|
Первушина Е. В. Усадьбы и дачи петербургской интеллигенции XVIII — начала XX века. Владельцы, обитатели, гости. — С.-Петербург, 2012Усадьбы и дачи петербургской интеллигенции XVIII — начала XX века. Владельцы, обитатели, гости / Е. В. Первушина. — С.-Петербург : Издательство «Паритет», 2012. — 368 с., ил. — ISBN 978-5-93437-294-2
Книга посвящена загородным усадьбам и дачам, принадлежащим петербургским интеллигентам XVIII, XIX и XX веков. Именно в загородных усадьбах, а не на светских балах или на официальных приемах поэты, художники, ученые и государственные деятели могли без помех общаться между собой, спорить, плодотворно работать, наслаждаться красотой природы. Именно здесь складывался неповторимый облик русской культуры. Многие усадьбы и дачи, описанные в книге, сохранились до наших дней, во многих из них организованы музеи, поэтому книга станет для читателя надежным проводником в особый мир «усадебной культуры».
ПРЕДИСЛОВИЕ
Мы живем внутри истории. И оттого что мы редко об этом вспоминаем, ничего не меняется.

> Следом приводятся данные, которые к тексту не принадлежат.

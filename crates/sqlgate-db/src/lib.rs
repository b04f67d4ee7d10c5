//! Dialect-abstracting data-access layer.
//!
//! SQL is written once with `:name` placeholders and runs unchanged against
//! an embedded `SQLite` file, a `PostgreSQL` server or (with the `odbc`
//! feature) SQL Server over ODBC. A fourth, disabled backend fails every
//! operation fast.
//!
//! # Architecture
//!
//! ```text
//! caller
//!   |-- Users / SponsorVerifications (models)
//!   |       +-- Mapper (TableDef -> parameterized SQL)
//!   +-----------+
//!               v
//!          Database (facade)
//!               |-- translate   :name -> ?N / $N / ?
//!               +-- Driver
//!                     |-- Sqlite    single connection, WAL
//!                     |-- Postgres  sqlx pool
//!                     |-- Cli       blocking pool on spawn_blocking
//!                     +-- Disabled  BackendDisabled
//! ```
//!
//! # Modules
//!
//! - [`facade`] -- [`Database`] and [`Transaction`]
//! - [`translate`] -- named-parameter translation
//! - [`driver`] -- per-engine drivers
//! - [`catalog`] -- table listing, schema introspection, bulk drop/clear
//! - [`mapper`] -- single-table record mapper
//! - [`models`] -- `users` and `sponsor_verifications` repositories
//! - [`schema`] -- idempotent schema bootstrap
//! - [`config`] -- typed configuration with environment overrides
//! - [`error`] -- shared error types

pub mod catalog;
pub mod config;
pub mod driver;
pub mod error;
pub mod facade;
pub mod mapper;
pub mod models;
pub mod schema;
pub mod translate;

// Re-export primary types for convenience.
pub use catalog::{BatchReport, ColumnInfo, TableFailure, TableSchema};
pub use config::{ConfigError, DatabaseConfig, MssqlConfig, PostgresConfig, SqliteConfig};
pub use driver::{CliConnection, CliConnector, PoolStatus};
pub use error::{BoxError, DbError, ErrorKind};
pub use facade::{Database, Transaction};
pub use mapper::{Mapper, Order, SelectOptions, TableDef};
pub use schema::ensure_schema;
pub use sqlgate_types::{DialectKind, Params, Record, Value, params};
pub use translate::{Translated, TranslationError, translate};
//! Admin configuration.
//!
//! Mirrors `sqlgate.yaml`: a `database:` section handed to the data layer
//! and a `logging:` section for the subscriber. Every field has a default,
//! so a missing file still yields a usable embedded-file setup.

use std::path::Path;

use serde::Deserialize;
use sqlgate_db::DatabaseConfig;

use crate::error::AdminError;

/// Top-level admin configuration.
#[derive(Debug, Clone, Default, PartialEq, Eq, Deserialize)]
pub struct AdminConfig {
    /// Data layer settings.
    #[serde(default)]
    pub database: DatabaseConfig,

    /// Log level and format.
    #[serde(default)]
    pub logging: LoggingConfig,
}

/// Logging settings.
#[derive(Debug, Clone, PartialEq, Eq, Deserialize)]
pub struct LoggingConfig {
    /// Default `EnvFilter` directive. `RUST_LOG` takes precedence.
    #[serde(default = "default_level")]
    pub level: String,

    /// Output format.
    #[serde(default)]
    pub format: LogFormat,
}

impl Default for LoggingConfig {
    fn default() -> Self {
        Self {
            level: default_level(),
            format: LogFormat::default(),
        }
    }
}

/// Log line format.
#[derive(Debug, Clone, Copy, Default, PartialEq, Eq, Deserialize)]
#[serde(rename_all = "lowercase")]
pub enum LogFormat {
    /// Human-readable lines.
    #[default]
    Pretty,
    /// One JSON object per line.
    Json,
}

fn default_level() -> String {
    "info".to_owned()
}

impl AdminConfig {
    /// Parse configuration from a YAML string. No overrides are applied.
    pub fn parse(yaml: &str) -> Result<Self, AdminError> {
        // An empty file deserializes as unit, not as an empty mapping.
        if yaml.trim().is_empty() {
            return Ok(Self::default());
        }
        Ok(serde_yml::from_str(yaml)?)
    }

    /// Load configuration from `path`.
    pub fn from_file(path: &Path) -> Result<Self, AdminError> {
        let contents = std::fs::read_to_string(path).map_err(|source| AdminError::ConfigRead {
            path: path.to_path_buf(),
            source,
        })?;
        Self::parse(&contents)
    }

    /// Load `path` if it exists (defaults otherwise), apply environment
    /// overrides and validate the selected dialect.
    pub fn load(path: &Path) -> Result<Self, AdminError> {
        let mut config = if path.exists() {
            Self::from_file(path)?
        } else {
            Self::default()
        };
        config.database.apply_env_overrides()?;
        config.database.validate()?;
        Ok(config)
    }
}
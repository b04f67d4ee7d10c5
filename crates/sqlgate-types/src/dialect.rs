//! Backend dialect selector.

use core::fmt;
use core::str::FromStr;

use serde::{Deserialize, Serialize};

/// The SQL backend a data layer instance talks to.
///
/// Chosen once when the facade is constructed and never changed afterwards.
/// The serialized tags (`sqlite`, `postgres`, `mssql`, `none`) are the ones
/// used in configuration files and the `DB_TYPE` environment variable.
#[derive(Debug, Clone, Copy, Default, PartialEq, Eq, Hash, Serialize, Deserialize)]
pub enum DialectKind {
    /// Embedded single-file engine (`SQLite`), `?N` placeholders.
    #[default]
    #[serde(rename = "sqlite", alias = "embedded", alias = "embedded_file")]
    EmbeddedFile,
    /// Client-server engine with `$N` placeholders (`PostgreSQL`).
    #[serde(rename = "postgres", alias = "postgresql", alias = "pg")]
    ClientServerDollar,
    /// Client-server engine reached through ODBC (SQL Server), `?` placeholders.
    #[serde(rename = "mssql", alias = "odbc", alias = "cli")]
    ClientServerCli,
    /// No backend; every operation fails fast.
    #[serde(rename = "none", alias = "disabled")]
    Disabled,
}

impl DialectKind {
    /// Every dialect, in declaration order.
    pub const ALL: [Self; 4] = [
        Self::EmbeddedFile,
        Self::ClientServerDollar,
        Self::ClientServerCli,
        Self::Disabled,
    ];

    /// Canonical configuration tag.
    pub const fn tag(self) -> &'static str {
        match self {
            Self::EmbeddedFile => "sqlite",
            Self::ClientServerDollar => "postgres",
            Self::ClientServerCli => "mssql",
            Self::Disabled => "none",
        }
    }

    /// Whether this is the no-op dialect.
    pub const fn is_disabled(self) -> bool {
        matches!(self, Self::Disabled)
    }
}

impl fmt::Display for DialectKind {
    fn fmt(&self, f: &mut fmt::Formatter<'_>) -> fmt::Result {
        f.write_str(self.tag())
    }
}

/// A dialect tag that does not name any supported backend.
#[derive(Debug, Clone, PartialEq, Eq, thiserror::Error)]
#[error("unknown database dialect: {0:?} (expected sqlite, postgres, mssql or none)")]
pub struct ParseDialectError(pub String);

impl FromStr for DialectKind {
    type Err = ParseDialectError;

    fn from_str(s: &str) -> Result<Self, Self::Err> {
        match s.trim().to_ascii_lowercase().as_str() {
            "sqlite" | "embedded" | "embedded_file" => Ok(Self::EmbeddedFile),
            "postgres" | "postgresql" | "pg" => Ok(Self::ClientServerDollar),
            "mssql" | "odbc" | "cli" => Ok(Self::ClientServerCli),
            "none" | "disabled" => Ok(Self::Disabled),
            _ => Err(ParseDialectError(s.to_owned())),
        }
    }
}

#[cfg(test)]
mod tests {
    use super::*;

    #[test]
    fn tags_round_trip_through_from_str() {
        for kind in DialectKind::ALL {
            assert_eq!(kind.tag().parse::<DialectKind>(), Ok(kind));
        }
    }

    #[test]
    fn parsing_is_case_insensitive_and_accepts_aliases() {
        assert_eq!("PostgreSQL".parse(), Ok(DialectKind::ClientServerDollar));
        assert_eq!(" odbc ".parse(), Ok(DialectKind::ClientServerCli));
        assert_eq!("disabled".parse(), Ok(DialectKind::Disabled));
        assert!("oracle".parse::<DialectKind>().is_err());
    }

    #[test]
    fn deserializes_from_config_tag() {
        let kind: DialectKind = serde_json::from_str(r#""pg""#).unwrap_or_default();
        assert_eq!(kind, DialectKind::ClientServerDollar);
    }
}
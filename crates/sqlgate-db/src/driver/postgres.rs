//! Dollar-parameter client-server driver (`PostgreSQL`).
//!
//! Uses [`sqlx`] with runtime query construction, so no live database is
//! needed at build time. The pool is created on first use and shared by
//! every caller; each statement or transaction borrows one connection and
//! returns it when done, including on error and cancellation.

use sqlgate_types::{Record, Value};
use sqlx::encode::IsNull;
use sqlx::error::BoxDynError;
use sqlx::postgres::types::Oid;
use sqlx::postgres::{
    PgArgumentBuffer, PgArguments, PgConnectOptions, PgPool, PgPoolOptions, PgRow, PgTypeInfo,
};
use sqlx::query::Query;
use sqlx::{Column, Encode, Executor, Postgres, Row, Type, TypeInfo, ValueRef};
use tokio::sync::Mutex;

use super::{PoolStatus, bind_values, to_u32};
use crate::config::{ConfigError, PostgresConfig};
use crate::error::DbError;

/// Driver for the dollar-parameter dialect.
pub struct PostgresDriver {
    config: PostgresConfig,
    pool: Mutex<Option<PgPool>>,
}

impl PostgresDriver {
    /// Create a driver. No connection is made until first use.
    pub const fn new(config: PostgresConfig) -> Self {
        Self {
            config,
            pool: Mutex::const_new(None),
        }
    }

    /// The configuration this driver was built from.
    pub const fn config(&self) -> &PostgresConfig {
        &self.config
    }

    /// Create the pool now.
    pub async fn init(&self) -> Result<(), DbError> {
        self.pool().await.map(drop)
    }

    /// Close every pooled connection gracefully.
    pub async fn close(&self) {
        let pool = self.pool.lock().await.take();
        if let Some(pool) = pool {
            pool.close().await;
            tracing::info!("PostgreSQL pool closed");
        }
    }

    /// Run a statement on a pooled connection.
    pub async fn execute(&self, sql: &str, args: &[Value]) -> Result<u64, DbError> {
        let pool = self.pool().await?;
        execute_on(&pool, sql, args).await
    }

    /// Fetch the first row of a query.
    pub async fn fetchone(&self, sql: &str, args: &[Value]) -> Result<Option<Record>, DbError> {
        let pool = self.pool().await?;
        fetchone_on(&pool, sql, args).await
    }

    /// Fetch every row of a query.
    pub async fn fetchall(&self, sql: &str, args: &[Value]) -> Result<Vec<Record>, DbError> {
        let pool = self.pool().await?;
        fetchall_on(&pool, sql, args).await
    }

    /// Borrow a connection and begin a transaction on it.
    pub async fn begin(&self) -> Result<sqlx::Transaction<'static, Postgres>, DbError> {
        let pool = self.pool().await?;
        Ok(pool.begin().await?)
    }

    /// Pool occupancy, or `None` before the pool is created.
    pub async fn pool_status(&self) -> Option<PoolStatus> {
        let guard = self.pool.lock().await;
        guard.as_ref().map(|pool| PoolStatus {
            open: pool.size(),
            idle: to_u32(pool.num_idle()),
            max: self.config.pool_max,
        })
    }

    async fn pool(&self) -> Result<PgPool, DbError> {
        let mut guard = self.pool.lock().await;
        if let Some(pool) = guard.as_ref() {
            return Ok(pool.clone());
        }
        let pool = self.connect().await?;
        *guard = Some(pool.clone());
        Ok(pool)
    }

    async fn connect(&self) -> Result<PgPool, DbError> {
        let connect_options: PgConnectOptions =
            self.config
                .connection_url()
                .parse()
                .map_err(|e: sqlx::Error| ConfigError::Invalid {
                    field: "postgres.url",
                    reason: e.to_string(),
                })?;

        let pool = PgPoolOptions::new()
            .min_connections(self.config.pool_min)
            .max_connections(self.config.pool_max)
            .acquire_timeout(self.config.acquire_timeout())
            .idle_timeout(self.config.idle_timeout())
            .connect_with(connect_options)
            .await?;

        tracing::info!(
            min_connections = self.config.pool_min,
            max_connections = self.config.pool_max,
            "Connected to PostgreSQL"
        );

        Ok(pool)
    }
}

/// A NULL parameter declared with OID 0, so the server infers its type
/// from the statement instead of rejecting a text NULL in a typed column.
#[derive(Debug, Clone, Copy)]
struct UntypedNull;

impl Type<Postgres> for UntypedNull {
    fn type_info() -> PgTypeInfo {
        PgTypeInfo::with_oid(Oid(0))
    }
}

impl Encode<'_, Postgres> for UntypedNull {
    fn encode_by_ref(&self, _buf: &mut PgArgumentBuffer) -> Result<IsNull, BoxDynError> {
        Ok(IsNull::Yes)
    }
}

/// Build a bound query. Statements carrying a NULL are not cached: the
/// parameter types the server inferred for them would be reused for later
/// calls with concrete values.
fn bound<'q>(sql: &'q str, args: &'q [Value]) -> Query<'q, Postgres, PgArguments> {
    let has_null = args.iter().any(Value::is_null);
    bind_values(sqlx::query(sql).persistent(!has_null), args, || UntypedNull)
}

pub(crate) async fn execute_on<'e, E>(
    executor: E,
    sql: &str,
    args: &[Value],
) -> Result<u64, DbError>
where
    E: Executor<'e, Database = Postgres>,
{
    let result = bound(sql, args)
        .execute(executor)
        .await?;
    Ok(result.rows_affected())
}

pub(crate) async fn fetchone_on<'e, E>(
    executor: E,
    sql: &str,
    args: &[Value],
) -> Result<Option<Record>, DbError>
where
    E: Executor<'e, Database = Postgres>,
{
    let row = bound(sql, args)
        .fetch_optional(executor)
        .await?;
    row.as_ref().map(decode_row).transpose()
}

pub(crate) async fn fetchall_on<'e, E>(
    executor: E,
    sql: &str,
    args: &[Value],
) -> Result<Vec<Record>, DbError>
where
    E: Executor<'e, Database = Postgres>,
{
    let rows = bound(sql, args)
        .fetch_all(executor)
        .await?;
    rows.iter().map(decode_row).collect()
}

fn decode_row(row: &PgRow) -> Result<Record, DbError> {
    let mut record = Record::with_capacity(row.columns().len());
    for column in row.columns() {
        let index = column.ordinal();
        let value = decode_column(row, index, column.type_info().name())?;
        record.push(column.name(), value);
    }
    Ok(record)
}

/// Map one column to a [`Value`] by its declared type.
///
/// Temporal, numeric, UUID and JSON types are rendered as text. Unknown
/// types are read as text when the wire format allows it.
fn decode_column(row: &PgRow, index: usize, type_name: &str) -> Result<Value, DbError> {
    if row.try_get_raw(index)?.is_null() {
        return Ok(Value::Null);
    }
    let value = match type_name {
        "BOOL" => Value::Bool(row.try_get(index)?),
        "INT2" => Value::Int(i64::from(row.try_get::<i16, _>(index)?)),
        "INT4" => Value::Int(i64::from(row.try_get::<i32, _>(index)?)),
        "INT8" => Value::Int(row.try_get(index)?),
        "OID" => Value::Int(i64::from(row.try_get::<sqlx::postgres::types::Oid, _>(index)?.0)),
        "FLOAT4" => Value::Float(f64::from(row.try_get::<f32, _>(index)?)),
        "FLOAT8" => Value::Float(row.try_get(index)?),
        "BYTEA" => Value::Bytes(row.try_get(index)?),
        "NUMERIC" => Value::Text(row.try_get::<rust_decimal::Decimal, _>(index)?.to_string()),
        "UUID" => Value::Text(row.try_get::<uuid::Uuid, _>(index)?.to_string()),
        "TIMESTAMPTZ" => Value::Text(
            row.try_get::<chrono::DateTime<chrono::Utc>, _>(index)?
                .to_rfc3339(),
        ),
        "TIMESTAMP" => Value::Text(row.try_get::<chrono::NaiveDateTime, _>(index)?.to_string()),
        "DATE" => Value::Text(row.try_get::<chrono::NaiveDate, _>(index)?.to_string()),
        "TIME" => Value::Text(row.try_get::<chrono::NaiveTime, _>(index)?.to_string()),
        "JSON" | "JSONB" => Value::Text(row.try_get::<serde_json::Value, _>(index)?.to_string()),
        "VOID" => Value::Null,
        other => match row.try_get_unchecked::<String, _>(index) {
            Ok(text) => Value::Text(text),
            Err(e) => {
                return Err(DbError::query(format!(
                    "cannot decode column {index} of type {other}: {e}"
                )));
            }
        },
    };
    Ok(value)
}
//! Backend drivers.
//!
//! A [`Driver`] implements the fixed capability set
//! {`init`, `close`, `execute`, `fetchone`, `fetchall`, `transaction`}
//! against one engine. Drivers receive SQL that is already in their
//! positional syntax plus the matching argument list, and always hand back
//! [`Record`]s.
//!
//! ```text
//! Driver
//!   |-- Sqlite    one lazily opened connection, BEGIN/COMMIT on it
//!   |-- Postgres  bounded sqlx pool, native transactions
//!   |-- Cli       bounded pool of blocking connections, offloaded calls
//!   +-- Disabled  fails fast
//! ```

pub mod cli;
pub mod disabled;
#[cfg(feature = "odbc")]
pub mod odbc;
pub mod postgres;
pub mod sqlite;

use sqlgate_types::{DialectKind, Record, Value};
use sqlx::query::Query;
use sqlx::{Encode, Type};

use crate::config::DatabaseConfig;
use crate::error::DbError;

pub use cli::{CliConnection, CliConnector, CliDriver, CliTransaction};
pub use disabled::DisabledDriver;
pub use postgres::PostgresDriver;
pub use sqlite::SqliteDriver;

/// Snapshot of a driver's connection pool.
#[derive(Debug, Clone, Copy, PartialEq, Eq, serde::Serialize)]
pub struct PoolStatus {
    /// Connections currently open (idle plus borrowed).
    pub open: u32,
    /// Open connections not currently borrowed.
    pub idle: u32,
    /// Upper bound on borrowed connections.
    pub max: u32,
}

impl PoolStatus {
    /// Connections currently borrowed by callers.
    pub const fn in_use(&self) -> u32 {
        self.open.saturating_sub(self.idle)
    }
}

/// The active backend. Exactly one per [`Database`](crate::Database).
pub enum Driver {
    /// Embedded single-file engine.
    Sqlite(SqliteDriver),
    /// Dollar-parameter client-server engine.
    Postgres(PostgresDriver),
    /// Call-level-interface client-server engine.
    Cli(CliDriver),
    /// No backend.
    Disabled(DisabledDriver),
}

impl Driver {
    /// Build the driver selected by `config`.
    ///
    /// Nothing is opened here; connections are created on first use or by
    /// [`Driver::init`].
    ///
    /// # Errors
    ///
    /// Returns [`DbError::Config`] if the selected dialect's settings are
    /// invalid, and [`DbError::Connection`] if the ODBC dialect is selected
    /// in a build without the `odbc` feature.
    pub fn from_config(config: &DatabaseConfig) -> Result<Self, DbError> {
        config.validate()?;
        let driver = match config.dialect {
            DialectKind::EmbeddedFile => Self::Sqlite(SqliteDriver::new(config.sqlite.clone())),
            DialectKind::ClientServerDollar => {
                Self::Postgres(PostgresDriver::new(config.postgres.clone()))
            }
            DialectKind::ClientServerCli => Self::Cli(odbc_driver(config)?),
            DialectKind::Disabled => Self::Disabled(DisabledDriver),
        };
        Ok(driver)
    }

    /// The dialect this driver speaks.
    pub const fn dialect(&self) -> DialectKind {
        match self {
            Self::Sqlite(_) => DialectKind::EmbeddedFile,
            Self::Postgres(_) => DialectKind::ClientServerDollar,
            Self::Cli(_) => DialectKind::ClientServerCli,
            Self::Disabled(_) => DialectKind::Disabled,
        }
    }

    /// Create connection resources now instead of on first use. Idempotent.
    pub async fn init(&self) -> Result<(), DbError> {
        match self {
            Self::Sqlite(d) => d.init().await,
            Self::Postgres(d) => d.init().await,
            Self::Cli(d) => d.init().await,
            Self::Disabled(d) => d.init(),
        }
    }

    /// Release every connection. A later call opens fresh ones.
    pub async fn close(&self) {
        match self {
            Self::Sqlite(d) => d.close().await,
            Self::Postgres(d) => d.close().await,
            Self::Cli(d) => d.close().await,
            Self::Disabled(_) => {}
        }
    }

    /// Run a statement, returning the affected-row count.
    pub async fn execute(&self, sql: &str, args: &[Value]) -> Result<u64, DbError> {
        match self {
            Self::Sqlite(d) => d.execute(sql, args).await,
            Self::Postgres(d) => d.execute(sql, args).await,
            Self::Cli(d) => d.execute(sql, args).await,
            Self::Disabled(d) => d.execute(sql, args),
        }
    }

    /// Run a query, returning its first row.
    pub async fn fetchone(&self, sql: &str, args: &[Value]) -> Result<Option<Record>, DbError> {
        match self {
            Self::Sqlite(d) => d.fetchone(sql, args).await,
            Self::Postgres(d) => d.fetchone(sql, args).await,
            Self::Cli(d) => d.fetchone(sql, args).await,
            Self::Disabled(d) => d.fetchone(sql, args),
        }
    }

    /// Run a query, returning every row.
    pub async fn fetchall(&self, sql: &str, args: &[Value]) -> Result<Vec<Record>, DbError> {
        match self {
            Self::Sqlite(d) => d.fetchall(sql, args).await,
            Self::Postgres(d) => d.fetchall(sql, args).await,
            Self::Cli(d) => d.fetchall(sql, args).await,
            Self::Disabled(d) => d.fetchall(sql, args),
        }
    }

    /// Borrow a connection and open a transaction on it.
    pub async fn transaction(&self) -> Result<DriverTransaction, DbError> {
        match self {
            Self::Sqlite(d) => Ok(DriverTransaction::Sqlite(d.begin().await?)),
            Self::Postgres(d) => Ok(DriverTransaction::Postgres(d.begin().await?)),
            Self::Cli(d) => Ok(DriverTransaction::Cli(d.begin().await?)),
            Self::Disabled(d) => Err(d.transaction()),
        }
    }

    /// Current pool occupancy, if the driver has opened its pool.
    pub async fn pool_status(&self) -> Option<PoolStatus> {
        match self {
            Self::Sqlite(d) => d.pool_status().await,
            Self::Postgres(d) => d.pool_status().await,
            Self::Cli(d) => Some(d.pool_status()),
            Self::Disabled(_) => None,
        }
    }
}

#[cfg(feature = "odbc")]
fn odbc_driver(config: &DatabaseConfig) -> Result<CliDriver, DbError> {
    let connector = odbc::OdbcConnector::new(
        config.mssql.connection_string(),
        config.mssql.query_timeout(),
    );
    Ok(CliDriver::new(std::sync::Arc::new(connector), &config.mssql))
}

#[cfg(not(feature = "odbc"))]
fn odbc_driver(_config: &DatabaseConfig) -> Result<CliDriver, DbError> {
    Err(DbError::connection(
        "the mssql dialect needs sqlgate-db built with the `odbc` feature",
    ))
}

/// A transaction bound to one borrowed connection.
///
/// Dropping it without [`commit`](Self::commit) rolls back and releases the
/// connection.
pub enum DriverTransaction {
    /// `SQLite` transaction on the single connection.
    Sqlite(sqlx::Transaction<'static, sqlx::Sqlite>),
    /// `PostgreSQL` transaction on a pooled connection.
    Postgres(sqlx::Transaction<'static, sqlx::Postgres>),
    /// ODBC transaction on a pooled blocking connection.
    Cli(CliTransaction),
}

impl DriverTransaction {
    /// Run a statement inside the transaction.
    pub async fn execute(&mut self, sql: &str, args: &[Value]) -> Result<u64, DbError> {
        match self {
            Self::Sqlite(tx) => sqlite::execute_on(&mut **tx, sql, args).await,
            Self::Postgres(tx) => postgres::execute_on(&mut **tx, sql, args).await,
            Self::Cli(tx) => tx.execute(sql, args).await,
        }
    }

    /// Run a query inside the transaction, returning its first row.
    pub async fn fetchone(&mut self, sql: &str, args: &[Value]) -> Result<Option<Record>, DbError> {
        match self {
            Self::Sqlite(tx) => sqlite::fetchone_on(&mut **tx, sql, args).await,
            Self::Postgres(tx) => postgres::fetchone_on(&mut **tx, sql, args).await,
            Self::Cli(tx) => tx.fetchone(sql, args).await,
        }
    }

    /// Run a query inside the transaction, returning every row.
    pub async fn fetchall(&mut self, sql: &str, args: &[Value]) -> Result<Vec<Record>, DbError> {
        match self {
            Self::Sqlite(tx) => sqlite::fetchall_on(&mut **tx, sql, args).await,
            Self::Postgres(tx) => postgres::fetchall_on(&mut **tx, sql, args).await,
            Self::Cli(tx) => tx.fetchall(sql, args).await,
        }
    }

    /// Commit and release the connection.
    pub async fn commit(self) -> Result<(), DbError> {
        match self {
            Self::Sqlite(tx) => Ok(tx.commit().await?),
            Self::Postgres(tx) => Ok(tx.commit().await?),
            Self::Cli(tx) => tx.commit().await,
        }
    }

    /// Roll back and release the connection.
    pub async fn rollback(self) -> Result<(), DbError> {
        match self {
            Self::Sqlite(tx) => Ok(tx.rollback().await?),
            Self::Postgres(tx) => Ok(tx.rollback().await?),
            Self::Cli(tx) => tx.rollback().await,
        }
    }
}

/// Bind `args` to a sqlx query in order. `null` produces the value bound
/// for [`Value::Null`], since engines differ in how a typeless NULL is sent.
pub(crate) fn bind_values<'q, DB, N>(
    mut query: Query<'q, DB, <DB as sqlx::Database>::Arguments<'q>>,
    args: &'q [Value],
    null: impl Fn() -> N,
) -> Query<'q, DB, <DB as sqlx::Database>::Arguments<'q>>
where
    DB: sqlx::Database,
    N: Encode<'q, DB> + Type<DB> + 'q,
    bool: Encode<'q, DB> + Type<DB>,
    i64: Encode<'q, DB> + Type<DB>,
    f64: Encode<'q, DB> + Type<DB>,
    &'q str: Encode<'q, DB> + Type<DB>,
    &'q [u8]: Encode<'q, DB> + Type<DB>,
{
    for arg in args {
        query = match arg {
            Value::Null => query.bind(null()),
            Value::Bool(b) => query.bind(*b),
            Value::Int(i) => query.bind(*i),
            Value::Float(f) => query.bind(*f),
            Value::Text(s) => query.bind(s.as_str()),
            Value::Bytes(b) => query.bind(b.as_slice()),
        };
    }
    query
}

/// Pool sizes are small; saturate rather than fail on conversion.
pub(crate) fn to_u32(n: usize) -> u32 {
    u32::try_from(n).unwrap_or(u32::MAX)
}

Мы живем в мире, который был построен людьми, жившими до нас. Мы поселяемся в домах, выстроенных людьми из прошлого, читаем книги, написанные ими, живем, в чем-то подражая им, а в чем-то яростно противореча. Мы — их наследники, пусть даже не по праву крови или по праву родства, но по праву одного города и единого потока истории, в котором мы находимся.
Из поколения в поколение мы передаем ритуалы праздничных трапез и будничных чаепитий, весеннего мытья окон, осенней засолки огурцов и... летних поездок на дачу. На первый взгляд кажется, что как раз на даче жизнь необыкновенно проста, спонтанна, лишена всяких условностей. Мы купаемся в речке, собираем малину и грибы, катаемся на лодках, качаемся в гамаках, устраиваем пикники на свежем воздухе с восторгом первооткрывателей. Но вот перед нами воспоминания людей, живших в иные времена и в ином государстве — в Российской империи. Казалось бы, эти люди бесконечно далеки от нас. Но посмотрите, как они проводили свое свободное время, и вы увидите, что с тех пор изменилось немногое.
Владимир Соллогуб, русский дворянин, современник Пушкина, рассказывает о том, как в детстве он жил на даче в Павловске. В своих мемуарах он вспоминает тенистые аллеи и роскошные цветники Павловского парка, накрытые столы, стоящие в Молочне и в других павильонах на тот случай, если гости проголодаются, эолову арфу и фортепиано в Розовом павильоне, библиотеку и альбом, где каждый посетитель мог записать свои мысли или пришедшие в голову стихи (среди посетителей Павловска было немало поэтов), и, что, разумеется, было гораздо интереснее для ребенка, деревянные горы для катания, качели, гимнастические аппараты, стоявшие у Розового павильона. Дети любили кататься с этих гор, но еще больше любили озорничать, например бегать по горкам вместо того, чтобы чинно скатываться с них в специальных колясках. «Однажды я даже вздумал сбежать с деревянной горы, и в то время как бежал, на меня налетел молодой князь Василий Репнин в колясочке, — вспоминает Владимир Соллогуб. — Но я всегда умел не терять присутствия духа в минуту опасности. На всем бегу я угораздился прыгнуть и, вместо того, чтоб переломить себе ноги, отделался ушибом в пятку».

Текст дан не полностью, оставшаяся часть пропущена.